The World Judo Tour is a well-oiled machine which has been running smoothly for many years. Organising an event of the magnitude of Grand Prix Portugal 2023 remains a challenge, despite everything, and it takes all the professionalism of the local organisers and the IJF for everything to run perfectly, which is always the case, by the way.

When we take a closer look at the calendar of world events, we quickly understand the complexity inherent in the proper conduct of competitions. One of the elements of this challenge lies in the diversity of the countries visited by the World Judo Tour. This weekend, we are in Portugal, next week in France and then it will be the turn of Israel, Uzbekistan, Georgia and then Turkey, before the big rendezvous of the World Championships in Doha. We won't be bored.

One of the happy and pleasant consequences of travelling like this is to discover new places or rediscover them each time. Judo remains faithful to its values, the competitions follow one another, the results add up and judo retains its philosophy. Above all, it demonstrates the extent to which it is capable of adapting to all cities, all countries and all cultures. We can therefore, without boasting, affirm that the World Judo Tour is an incredible agent for the promotion of the host countries and that we are happy to play that role.

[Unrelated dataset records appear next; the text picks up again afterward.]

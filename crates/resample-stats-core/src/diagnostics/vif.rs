//! Variance Inflation Factor (VIF)
//!
//! For feature j, regress it on the remaining features:
//! VIF_j = 1 / (1 - R^2_j). Values above 5-10 indicate the coefficient's
//! variance is inflated by collinearity with the other regressors.

use crate::errors::{StatsError, StatsResult};
use crate::models::{fit_ols, Design};
use crate::types::OlsOptions;

/// VIF per feature of a design, paired with the feature name
pub fn compute_vif(design: &Design) -> StatsResult<Vec<(String, f64)>> {
    let x = &design.x;
    if x.is_empty() {
        return Err(StatsError::InvalidInput("No features provided".into()));
    }
    if x.len() != design.feature_names.len() {
        return Err(StatsError::DimensionMismatchMsg(format!(
            "{} feature columns but {} names",
            x.len(),
            design.feature_names.len()
        )));
    }
    if x.len() == 1 {
        return Ok(vec![(design.feature_names[0].clone(), 1.0)]);
    }

    x.iter()
        .enumerate()
        .map(|(j, target)| {
            let others: Vec<Vec<f64>> = x
                .iter()
                .enumerate()
                .filter(|(i, _)| *i != j)
                .map(|(_, col)| col.clone())
                .collect();

            let vif = match fit_ols(target, &others, &OlsOptions::default()) {
                Ok(fit) if fit.core.r_squared < 1.0 - 1e-12 => {
                    1.0 / (1.0 - fit.core.r_squared.max(0.0))
                }
                Ok(_) | Err(StatsError::SingularMatrix) => f64::INFINITY,
                Err(e) => return Err(e),
            };
            Ok((design.feature_names[j].clone(), vif))
        })
        .collect()
}
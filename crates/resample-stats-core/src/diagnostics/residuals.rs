//! Residual summaries for fitted regression models

use crate::errors::{StatsError, StatsResult};
use crate::types::FitResult;

/// Residuals of a fit in several scalings
#[derive(Debug, Clone)]
pub struct ResidualsResult {
    /// Raw residuals: e = y - y_hat
    pub raw: Vec<f64>,
    /// Standardized residuals: e / s
    pub standardized: Vec<f64>,
    /// Internally studentized residuals: e / (s * sqrt(1 - h_ii))
    pub studentized: Vec<f64>,
    /// Leverage values (hat diagonal)
    pub leverage: Vec<f64>,
}

impl ResidualsResult {
    /// Indices of observations whose studentized residual exceeds `threshold`
    /// in absolute value
    pub fn outliers(&self, threshold: f64) -> Vec<usize> {
        self.studentized
            .iter()
            .enumerate()
            .filter(|(_, r)| r.abs() > threshold)
            .map(|(i, _)| i)
            .collect()
    }
}

/// Compute standardized and studentized residuals from a fit
pub fn compute_residuals(fit: &FitResult) -> StatsResult<ResidualsResult> {
    let raw = fit.diagnostics.residuals.clone();
    let leverage = fit.diagnostics.leverage.clone();

    if raw.is_empty() {
        return Err(StatsError::InvalidInput("Fit has no residuals".into()));
    }
    if leverage.len() != raw.len() {
        return Err(StatsError::DimensionMismatchMsg(format!(
            "{} residuals but {} leverage values",
            raw.len(),
            leverage.len()
        )));
    }

    let s = fit.core.residual_std_error;
    let scale = |e: f64, denom: f64| if denom > 0.0 { e / denom } else { e };

    let standardized = raw.iter().map(|&e| scale(e, s)).collect();
    let studentized = raw
        .iter()
        .zip(&leverage)
        .map(|(&e, h)| scale(e, s * (1.0 - h).max(1e-10).sqrt()))
        .collect();

    Ok(ResidualsResult {
        raw,
        standardized,
        studentized,
        leverage,
    })
}
//! resample-stats-core: Core statistics library for tabular listing analysis
//!
//! This crate provides resampling-based hypothesis tests (bootstrap,
//! permutation, draw-from-null), ordinary least squares models with
//! heteroskedasticity-robust inference, and regression diagnostics.

pub mod data;
pub mod diagnostics;
pub mod errors;
pub mod inference;
mod linalg;
pub mod models;
pub mod types;

pub use data::{Column, ColumnKind, Dataset};
pub use errors::{StatsError, StatsResult};
pub use types::*;
//! Diagnostic functions for regression models

mod breusch_pagan;
mod jarque_bera;
mod residuals;
mod vif;

pub use breusch_pagan::{breusch_pagan, BreuschPaganResult};
pub use jarque_bera::{jarque_bera, JarqueBeraResult};
pub use residuals::{compute_residuals, ResidualsResult};
pub use vif::compute_vif;
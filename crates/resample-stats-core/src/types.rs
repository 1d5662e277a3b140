/// Core result from model fitting - always computed
#[derive(Debug, Clone)]
pub struct FitResultCore {
    /// Regression coefficients (excluding intercept)
    pub coefficients: Vec<f64>,
    /// Intercept term (if fitted with intercept)
    pub intercept: Option<f64>,
    /// Names of the features, in coefficient order
    pub feature_names: Vec<String>,
    /// R-squared (coefficient of determination)
    pub r_squared: f64,
    /// Adjusted R-squared
    pub adj_r_squared: f64,
    /// Residual standard error
    pub residual_std_error: f64,
    /// Residual sum of squares
    pub rss: f64,
    /// Residual degrees of freedom (n - parameters)
    pub df_residual: usize,
    /// F-statistic for overall model significance
    pub f_statistic: f64,
    /// p-value for F-statistic
    pub f_pvalue: f64,
    /// Number of observations used
    pub n_observations: usize,
    /// Number of features (excluding intercept)
    pub n_features: usize,
}

impl FitResultCore {
    /// Number of estimated parameters, intercept included
    pub fn n_parameters(&self) -> usize {
        self.n_features + usize::from(self.intercept.is_some())
    }
}

/// Inference results - only computed if requested
///
/// Vectors are in parameter order: intercept first (when fitted), then the
/// feature coefficients.
#[derive(Debug, Clone)]
pub struct FitResultInference {
    /// Standard errors of coefficients
    pub std_errors: Vec<f64>,
    /// t-statistics for coefficients
    pub t_values: Vec<f64>,
    /// p-values for coefficients
    pub p_values: Vec<f64>,
    /// Lower bound of confidence intervals
    pub ci_lower: Vec<f64>,
    /// Upper bound of confidence intervals
    pub ci_upper: Vec<f64>,
    /// Confidence level used (e.g., 0.95)
    pub confidence_level: f64,
    /// Covariance estimator behind the standard errors
    pub covariance: CovarianceType,
}

/// Per-observation output of a fit
#[derive(Debug, Clone)]
pub struct FitResultDiagnostics {
    /// Residuals
    pub residuals: Vec<f64>,
    /// Fitted values
    pub fitted: Vec<f64>,
    /// Leverage values (hat diagonal)
    pub leverage: Vec<f64>,
}

/// Combined fit result
#[derive(Debug, Clone)]
pub struct FitResult {
    pub core: FitResultCore,
    pub inference: Option<FitResultInference>,
    pub diagnostics: FitResultDiagnostics,
}

/// Coefficient covariance estimator
#[derive(Debug, Clone, Copy, PartialEq, Eq, Default)]
pub enum CovarianceType {
    /// Homoskedastic: s^2 (X'X)^-1
    #[default]
    Classical,
    /// White's heteroskedasticity-consistent estimator
    HC0,
    /// HC0 scaled by n / (n - p)
    HC1,
    /// Squared residuals inflated by 1 / (1 - h_ii)^2
    HC3,
}

impl CovarianceType {
    pub fn name(&self) -> &'static str {
        match self {
            CovarianceType::Classical => "classical",
            CovarianceType::HC0 => "HC0",
            CovarianceType::HC1 => "HC1",
            CovarianceType::HC3 => "HC3",
        }
    }
}

impl std::str::FromStr for CovarianceType {
    type Err = crate::StatsError;

    fn from_str(s: &str) -> Result<Self, Self::Err> {
        match s.to_ascii_lowercase().as_str() {
            "classical" | "nonrobust" => Ok(CovarianceType::Classical),
            "hc0" => Ok(CovarianceType::HC0),
            "hc1" => Ok(CovarianceType::HC1),
            "hc3" => Ok(CovarianceType::HC3),
            other => Err(crate::StatsError::InvalidInput(format!(
                "unknown covariance type '{}'",
                other
            ))),
        }
    }
}

/// Options for OLS fitting
#[derive(Debug, Clone)]
pub struct OlsOptions {
    /// Whether to fit an intercept term
    pub fit_intercept: bool,
    /// Whether to compute inference statistics (std errors, p-values, etc.)
    pub compute_inference: bool,
    /// Confidence level for confidence intervals (default: 0.95)
    pub confidence_level: f64,
    /// Covariance estimator for standard errors
    pub covariance: CovarianceType,
}

impl Default for OlsOptions {
    fn default() -> Self {
        Self {
            fit_intercept: true,
            compute_inference: false,
            confidence_level: 0.95,
            covariance: CovarianceType::Classical,
        }
    }
}
//! A decoded chunk: up to `CHUNK_TOP - CHUNK_LOW` 16x16x16 sections, a
//! sparse section index, a 4x4x4-resolution biome array, and a handful of
//! per-voxel extra-data entries (e.g. bed occupant color).

use crate::geometry::{LocalBlockPos, CHUNK_LOW, CHUNK_TOP};
use crate::nbt::{Compound, Tag};
use crate::registry::{BlockState, BlockStateRegistry};

pub const AIR: u16 = crate::registry::AIR_ID;
const SECTION_COUNT: usize = (CHUNK_TOP - CHUNK_LOW) as usize;
const SECTION_VOLUME: usize = 16 * 16 * 16;
const SECTION_NIBBLES: usize = SECTION_VOLUME / 2;
/// One biome cube per 4x4x4 voxels, per section: `4 * 4 * 4`.
const BIOME_CELLS_PER_SECTION: usize = 64;

#[derive(Debug, thiserror::Error)]
pub enum ChunkError {
    #[error("section {section_y} block palette index {index} out of range (palette has {palette_len} entries)")]
    PaletteIndexOutOfRange {
        section_y: i32,
        index: usize,
        palette_len: usize,
    },
    #[error("section {section_y} packed index array too short for {count} entries at {bits} bits each")]
    PackedArrayTooShort { section_y: i32, count: usize, bits: usize },
    #[error("missing required NBT field `{0}`")]
    MissingField(&'static str),
}

/// Axis-aligned x/z crop; `y` is not cropped.
#[derive(Debug, Clone, Copy)]
pub struct WorldCrop {
    pub min_x: i32,
    pub max_x: i32,
    pub min_z: i32,
    pub max_z: i32,
}

impl WorldCrop {
    pub fn contains(&self, x: i32, z: i32) -> bool {
        x >= self.min_x && x <= self.max_x && z >= self.min_z && z <= self.max_z
    }
}

#[derive(Clone)]
pub struct Section {
    pub block_ids: Box<[u16; SECTION_VOLUME]>,
    pub block_light: Box<[u8; SECTION_NIBBLES]>,
    pub sky_light: Box<[u8; SECTION_NIBBLES]>,
}

impl Default for Section {
    fn default() -> Self {
        Self {
            block_ids: Box::new([AIR; SECTION_VOLUME]),
            block_light: Box::new([0; SECTION_NIBBLES]),
            // Sky light defaults to fully lit, matching an absent section.
            sky_light: Box::new([0xff; SECTION_NIBBLES]),
        }
    }
}

/// A Minecraft chunk: read-only access to block ids, light and biome data.
pub struct Chunk {
    chunk_pos: crate::geometry::ChunkPos,
    chunk_pos_original: crate::geometry::ChunkPos,
    rotation: u8,
    world_crop: Option<WorldCrop>,
    /// Index into `sections`, or `None` if the section is absent.
    section_offsets: [Option<usize>; SECTION_COUNT],
    sections: Vec<Section>,
    /// One biome id per 4x4x4 cube, indexed `y*16 + z*4 + x` (x, z in 0..3).
    biomes: Vec<u32>,
    extra_data: std::collections::HashMap<i32, u16>,
}

impl Chunk {
    pub fn pos(&self) -> crate::geometry::ChunkPos {
        self.chunk_pos
    }

    /// The chunk position as stored on disk, before rotation.
    pub fn pos_original(&self) -> crate::geometry::ChunkPos {
        self.chunk_pos_original
    }

    pub fn has_section(&self, section_index: i32) -> bool {
        section_slot(section_index)
            .and_then(|slot| self.section_offsets.get(slot).copied())
            .flatten()
            .is_some()
    }

    fn resolve(&self, local: LocalBlockPos) -> LocalBlockPos {
        if self.rotation == 0 {
            local
        } else {
            // invert the forward rotation: 4-k quarter turns undoes k
            local.rotated(4 - (self.rotation % 4))
        }
    }

    /// World crop bounds global block coordinates, not chunk-local ones;
    /// `local` is in the chunk's public (already-rotated) coordinate frame.
    fn in_crop(&self, local: LocalBlockPos) -> bool {
        match &self.world_crop {
            Some(crop) => {
                let global = local.to_global(self.chunk_pos);
                crop.contains(global.x, global.z)
            }
            None => true,
        }
    }

    pub fn get_block_id(&self, local: LocalBlockPos) -> u16 {
        if !self.in_crop(local) {
            return AIR;
        }
        let local = self.resolve(local);
        let Some(slot) = section_slot(floordiv16(local.y)) else {
            return AIR;
        };
        match self.section_offsets.get(slot).copied().flatten() {
            Some(idx) => {
                let section = &self.sections[idx];
                section.block_ids[block_in_section_index(local)]
            }
            None => AIR,
        }
    }

    pub fn get_block_light(&self, local: LocalBlockPos) -> u8 {
        self.get_nibble(local, true)
    }

    pub fn get_sky_light(&self, local: LocalBlockPos) -> u8 {
        self.get_nibble(local, false)
    }

    fn get_nibble(&self, local: LocalBlockPos, block_light: bool) -> u8 {
        let local = self.resolve(local);
        let Some(slot) = section_slot(floordiv16(local.y)) else {
            return if block_light { 0 } else { 15 };
        };
        match self.section_offsets.get(slot).copied().flatten() {
            Some(idx) => {
                let section = &self.sections[idx];
                let array = if block_light {
                    &section.block_light
                } else {
                    &section.sky_light
                };
                let index = block_in_section_index(local);
                let byte = array[index / 2];
                if index % 2 == 0 {
                    byte & 0x0f
                } else {
                    (byte >> 4) & 0x0f
                }
            }
            None => {
                if block_light {
                    0
                } else {
                    15
                }
            }
        }
    }

    pub fn get_biome_at(&self, local: LocalBlockPos) -> u32 {
        let local = self.resolve(local);
        let section_y = floordiv16(local.y) - CHUNK_LOW;
        let cell_y = ((local.y.rem_euclid(16)) / 4) + section_y * 4;
        let cell_x = local.x / 4;
        let cell_z = local.z / 4;
        let index = (cell_y * 16 + cell_z * 4 + cell_x) as usize;
        self.biomes.get(index).copied().unwrap_or(0)
    }

    pub fn get_extra_data(&self, local: LocalBlockPos, default: u16) -> u16 {
        let local = self.resolve(local);
        self.extra_data
            .get(&position_key(local))
            .copied()
            .unwrap_or(default)
    }
}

This week, the world judo caravan has therefore settled in Almada in Portugal, not far from Lisbon. These three names alone, Almada, Lisbon and Portugal, allow us to get an idea of how lucky we are to visit places that are both magnificent and steeped in history. The judo family is happy to be associated with the promotion of history and cultures around the world.

It is impressive to know that in the Neolithic period, about 5000 years ago, the first people started to settle around the Almada area. Then the development of the settlement made a huge step forward with the coming of Islamic civilisation, as a Muslim community constructed a fort at Almada to defend and control the mouth of the Tagus River. Located across the river from Lisbon, Almada was a crossroads for various peoples who traded along the river. This included Phoenicians, Romans and Moors. This weekend, Almada is again at the crossroads of the judo world.


Today, the city of Almada, which is actually divided into two cities, Almada and Costa da Caparica, has a large population. It is bound to the southeast by Seixal, to the south by Sesimbra, to the west by the Atlantic Ocean and to the north and northeast by the Tagus River, which creates the perfect conditions to enjoy the proximity of Lisbon, as well as the view of the Atlantic Ocean.

Thus the capital city is very close, as there is only one bridge to cross to discover the magnificence of Lisbon. There is no doubt that many delegations and officials will take the opportunity to know more about Portuguese culture and this is also what judo is all about.


If there is a bridge to cross between Almada and Lisbon, judo is a bridge in itself. During three days, we will enjoy the competition and we will enjoy seeing that no matter where you come from, no matter what you do, you are welcome in our judo family and by joining it, you will have a great opportunity to discover the world. If you are present in Portugal, please take the time to visit locally and if not, we are happy to share with you what we see. This is judo, this is our mission: we want to build bridges and open a window to the world.